Orbital characteristics
- Epoch 31 July 2016 (JD 2457600.5)
- Uncertainty parameter 0
- Observation arc: 145.80 yr (53,255 d)
- Aphelion: 2.9539 AU (441.90 Gm)
- Perihelion: 2.51115 AU (375.663 Gm)
- Semi-major axis: 2.7325 AU (408.78 Gm)
- Eccentricity: 0.081021
- Orbital period (sidereal): 4.52 yr (1649.9 d)
- Average orbital speed: 17.99 km/s
- Mean anomaly: 348.344°
- Mean motion: 0° 13^{m} 5.52^{s} / day
- Inclination: 5.9645°
- Longitude of ascending node: 56.871°
- Argument of perihelion: 283.499°
- T_{Jupiter}: 3.341

Physical characteristics
- Dimensions: 86.09±2.0 km; 86.090 km;
- Mass: 6.7×10^{17} kg
- Equatorial surface gravity: 0.0241 m/s^{2}
- Equatorial escape velocity: 0.0455 km/s
- Synodic rotation period: 10.927 h (0.4553 d); 10.9258 hours;
- Geometric albedo: 0.1808±0.009; 0.181;
- Temperature: ~168 K
- Spectral type: M (Tholen); X (Bus); Xk (DeMeo et al.);
- Absolute magnitude (H): 7.80

= 110 Lydia =

Main-belt asteroid

110 Lydia is a large belt asteroid with an M-type spectrum, and thus may be metallic in composition, consisting primarily of nickel-iron.
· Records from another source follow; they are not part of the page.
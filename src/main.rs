use clap::Parser;
use reservation_store::api::router;
use reservation_store::config::Config;
use reservation_store::shutdown::{drain_deadline, second_ctrl_c, shutdown_signal};
use reservation_store::store::Store;
use std::future::IntoFuture;
use std::sync::Arc;

#[tokio::main]
async fn main() -> anyhow::Result<()> {
    let config = Config::parse();

    tracing_subscriber::fmt()
        .with_max_level(if config.verbose {
            tracing::Level::DEBUG
        } else {
            tracing::Level::INFO
        })
        .init();

    // 1. Store:
    let store = Arc::new(Store::new().with_lock_timeout(config.lock_timeout()));
    match config.lock_timeout() {
        Some(limit) => tracing::info!("Lock waits time out after {:?}", limit),
        None => tracing::info!("Lock waits never time out"),
    }

    // 2. HTTP Router:
    let app = router(store.clone());

    // 3. Spawn stats reporter:
    if let Some(period) = config.stats_interval() {
        let stats_store = store.clone();
        tokio::spawn(async move {
            let mut interval = tokio::time::interval(period);

            loop {
                interval.tick().await;
                let stats = stats_store.stats().await;
                tracing::info!("Store stats: {} keys, {} locked", stats.keys, stats.locked);
            }
        });
    }

    // 4. Start HTTP server:
    let bind_addr = config.bind_addr();
    let listener = tokio::net::TcpListener::bind(bind_addr).await?;

    tracing::info!("HTTP server listening on {}", listener.local_addr()?);
    tracing::info!("Press Ctrl+C to shutdown");

    // 5. Serve until Ctrl+C, bounding the drain so parked waiters cannot
    // hold the process open:
    let (draining_tx, draining_rx) = tokio::sync::watch::channel(false);
    let server = axum::serve(listener, app)
        .with_graceful_shutdown(shutdown_signal(draining_tx))
        .into_future();

    tokio::select! {
        result = server => result?,
        _ = drain_deadline(draining_rx, config.shutdown_grace(), second_ctrl_c()) => {}
    }

    tracing::info!("Server stopped");
    Ok(())
}
//! Reservation Store Module
//!
//! Implements the in-memory key/value space and its per-key lock protocol.
//!
//! ## Core Concepts
//! - **Entry**: One key's value and lock token, guarded by its own mutex and
//!   paired with a wake-up primitive (monitor pattern).
//! - **Store**: A concurrent map from key to `Entry`. The map lock is always
//!   released before an entry lock is awaited, so a blocked key never stalls
//!   lookups of other keys.
//! - **Lock tokens**: Minted by an injected `TokenGenerator`. Holding the
//!   current token is the only way to write a key.
//!
//! ## Per-key state machine
//! `UNLOCKED --reserve/set--> LOCKED(t) --update(t, release=true)--> UNLOCKED`.
//! `update(t, release=false)` keeps the lock; any other token is rejected
//! without mutating anything.

pub mod entry;
pub mod memory;
pub mod token;
pub mod types;

pub use memory::Store;
pub use token::{TokenGenerator, UuidTokens};
pub use types::{LockToken, StoreError, StoreStats};
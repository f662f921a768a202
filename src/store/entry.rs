//! Per-key lock/value cell.
//!
//! An [`Entry`] is a monitor: the async mutex guards `value` and the lock
//! token, and the [`Notify`] is the wait primitive acquirers park on while
//! the token is held. Releases wake every parked acquirer; each one re-checks
//! the token under the mutex and only one of them installs its own.

use super::types::LockToken;

use tokio::sync::{Mutex, Notify};

#[derive(Debug, Default)]
struct EntryState {
    value: Vec<u8>,
    /// `None` means unlocked.
    lock_token: Option<LockToken>,
}

#[derive(Debug, Default)]
pub struct Entry {
    state: Mutex<EntryState>,
    released: Notify,
}

impl Entry {
    /// Creates an entry that is already held under `token`, so nobody can
    /// reserve it before its creator has written the first value.
    pub fn new_locked(token: LockToken) -> Self {
        Self {
            state: Mutex::new(EntryState {
                value: Vec::new(),
                lock_token: Some(token),
            }),
            released: Notify::new(),
        }
    }

    /// Waits until the entry is unlocked, installs `token` and returns the
    /// current value.
    ///
    /// The token is installed in the same critical section that observes the
    /// entry as free, so dropping this future mid-wait changes nothing.
    pub async fn acquire(&self, token: LockToken) -> Vec<u8> {
        loop {
            // Register interest before checking, otherwise a release landing
            // between the check and the await would be missed.
            let released = self.released.notified();
            tokio::pin!(released);
            released.as_mut().enable();

            {
                let mut state = self.state.lock().await;
                if state.lock_token.is_none() {
                    state.lock_token = Some(token);
                    return state.value.clone();
                }
            }

            released.await;
        }
    }

    /// Clears the lock token and wakes all waiters.
    pub async fn release(&self) {
        self.state.lock().await.lock_token = None;
        self.released.notify_waiters();
    }

    /// Stores `value` if `token` is the current lock token, optionally
    /// releasing the lock. A mismatch mutates nothing and wakes nobody.
    pub async fn write(&self, token: &str, value: Vec<u8>, release: bool) -> bool {
        let mut state = self.state.lock().await;
        match &state.lock_token {
            Some(current) if current == token => {}
            _ => return false,
        }

        state.value = value;
        if release {
            state.lock_token = None;
            drop(state);
            self.released.notify_waiters();
        }
        true
    }

    /// Swaps the held token for `fresh` and stores `value` in one step.
    /// Fails without mutation if `held` is not the current token.
    pub async fn rotate(&self, held: &LockToken, fresh: LockToken, value: Vec<u8>) -> bool {
        let mut state = self.state.lock().await;
        if state.lock_token.as_ref() != Some(held) {
            return false;
        }
        state.lock_token = Some(fresh);
        state.value = value;
        true
    }

    pub async fn read(&self) -> Vec<u8> {
        self.state.lock().await.value.clone()
    }

    pub async fn is_locked(&self) -> bool {
        self.state.lock().await.lock_token.is_some()
    }
}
It was discovered by French astronomer Alphonse Borrelly on 19 April 1870 and was named for Lydia, the Asia Minor country populated by Phrygians. The Lydia family of asteroids is named after it.

Observations made during 1958–1959 at the McDonald Observatory and in 1969 at the Kitt Peak National Observatory found an uneven light curve with a period of 10.9267 hours. In the late 1990s, a network of astronomers worldwide used light curves to derive spin states and shape models of 10 new asteroids, including (110) Lydia. They obtained a period of 10.92580 hours, with the brightness varying by no more than 0.2 in magnitude.
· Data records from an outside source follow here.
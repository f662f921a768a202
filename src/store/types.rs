use std::fmt;
use thiserror::Error;

/// Opaque proof that the bearer currently holds a key's lock.
///
/// Wrapper around a UUID string. Only the store mints tokens; clients
/// hand them back verbatim on `update`.
#[derive(Debug, Clone, PartialEq, Eq, Hash)]
pub struct LockToken(pub String);

impl LockToken {
    pub fn as_str(&self) -> &str {
        &self.0
    }
}

impl fmt::Display for LockToken {
    fn fmt(&self, f: &mut fmt::Formatter<'_>) -> fmt::Result {
        f.write_str(&self.0)
    }
}

impl PartialEq<str> for LockToken {
    fn eq(&self, other: &str) -> bool {
        self.0 == other
    }
}

/// Failure kinds reported by store operations and the HTTP boundary.
///
/// Every variant maps 1:1 onto a transport status code; none of them
/// leave an entry partially mutated.
#[derive(Debug, Clone, Error, PartialEq, Eq)]
pub enum StoreError {
    /// The key has never been `set`.
    #[error("key not found: {0}")]
    NotFound(String),

    /// The presented token is not the key's current lock token.
    #[error("lock id does not match the currently held lock")]
    Unauthorized,

    /// A required request parameter is missing or unreadable.
    #[error("bad request: {0}")]
    BadRequest(String),

    /// The lock was not obtained before the configured deadline.
    #[error("timed out waiting for lock on key: {0}")]
    Timeout(String),

    /// Failure that is not the caller's fault.
    #[error("internal error: {0}")]
    Internal(String),
}

/// Snapshot of the key space, used by the periodic stats reporter.
#[derive(Debug, Clone, Copy, Default, PartialEq, Eq)]
pub struct StoreStats {
    pub keys: usize,
    pub locked: usize,
}
//! HTTP Protocol
//!
//! Defines the public endpoints and the JSON bodies exchanged with clients.
//! Request bodies for `set`/`update` are the raw value bytes, not JSON.

use serde::{Deserialize, Serialize};

// --- API Endpoints ---

/// Acquire a key's lock and read its value.
pub const ENDPOINT_RESERVE: &str = "/reservations/:key";
/// Write a value under a held lock; `?release=true|false` is required.
pub const ENDPOINT_UPDATE: &str = "/values/:key/:lock_id";
/// Create-or-reuse a key, write it and leave it locked.
pub const ENDPOINT_SET: &str = "/values/:key";

// --- Data Transfer Objects ---

/// Success body for `reserve` and `set`.
///
/// Empty fields are omitted, so `set` answers `{"lock_id": "..."}` only.
#[derive(Debug, Default, Serialize, Deserialize, PartialEq)]
pub struct LockResponse {
    #[serde(default, skip_serializing_if = "String::is_empty")]
    pub lock_id: String,
    /// The stored bytes rendered as UTF-8 text.
    #[serde(default, skip_serializing_if = "String::is_empty")]
    pub value: String,
}

/// Query string of the update endpoint.
#[derive(Debug, Deserialize)]
pub struct UpdateParams {
    /// Only the literal `true` releases; any other value retains the lock.
    pub release: Option<String>,
}

impl UpdateParams {
    pub fn release(&self) -> Option<bool> {
        self.release.as_deref().map(|flag| flag == "true")
    }
}

/// Body of every error response.
#[derive(Debug, Serialize, Deserialize, PartialEq)]
pub struct ErrorResponse {
    pub error: String,
}
//! Logging configuration using tracing.
//!
//! The subscriber is installed once at startup with a provisional level; the
//! level from the validated configuration is applied afterwards through a
//! reload handle.

use tracing_subscriber::{
    layer::SubscriberExt, reload, util::SubscriberInitExt, EnvFilter, Registry,
};

use crate::config::LogLevel;

/// Handle used to change the active log level after initialisation.
pub struct LogHandle {
    handle: reload::Handle<EnvFilter, Registry>,
    from_env: bool,
}

impl LogHandle {
    /// Switch to a new level unless `RUST_LOG` was set at startup.
    pub fn set_level(&self, level: LogLevel) -> anyhow::Result<()> {
        if self.from_env {
            tracing::debug!(level = %level, "RUST_LOG is set, ignoring configured log level");
            return Ok(());
        }
        let filter = EnvFilter::try_new(level.as_str())?;
        self.handle.reload(filter)?;
        Ok(())
    }
}

/// Initialize logging with the specified level
pub fn init(level: &str) -> anyhow::Result<LogHandle> {
    let (filter, from_env) = match EnvFilter::try_from_default_env() {
        Ok(filter) => (filter, true),
        Err(_) => (
            EnvFilter::try_new(level).unwrap_or_else(|_| EnvFilter::new("info")),
            false,
        ),
    };
    let (filter, handle) = reload::Layer::new(filter);

    tracing_subscriber::registry()
        .with(filter)
        .with(tracing_subscriber::fmt::layer().with_target(false))
        .try_init()?;

    Ok(LogHandle { handle, from_env })
}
In the Tholen classification system, it is categorized as an M-type asteroid, while the Bus asteroid taxonomy system lists it as an Xk asteroid. Absorption features in the near infrared are attributed to low-iron, low-calcium orthopyroxene minerals. Water content on the surface is estimated at 0.14–0.27 by mass fraction (wt%). Measurements of the thermal inertia of 110 Lydia give a value between 70 and 200 J·m^{−2}·K^{−1}·s^{−1/2}, compared to 50 for lunar regolith and 400 for coarse sand in an atmosphere. It is a likely interloper in the Padua family of minor planets that share similar dynamic properties.

Lydia occulted a dim star on 18 September 1999.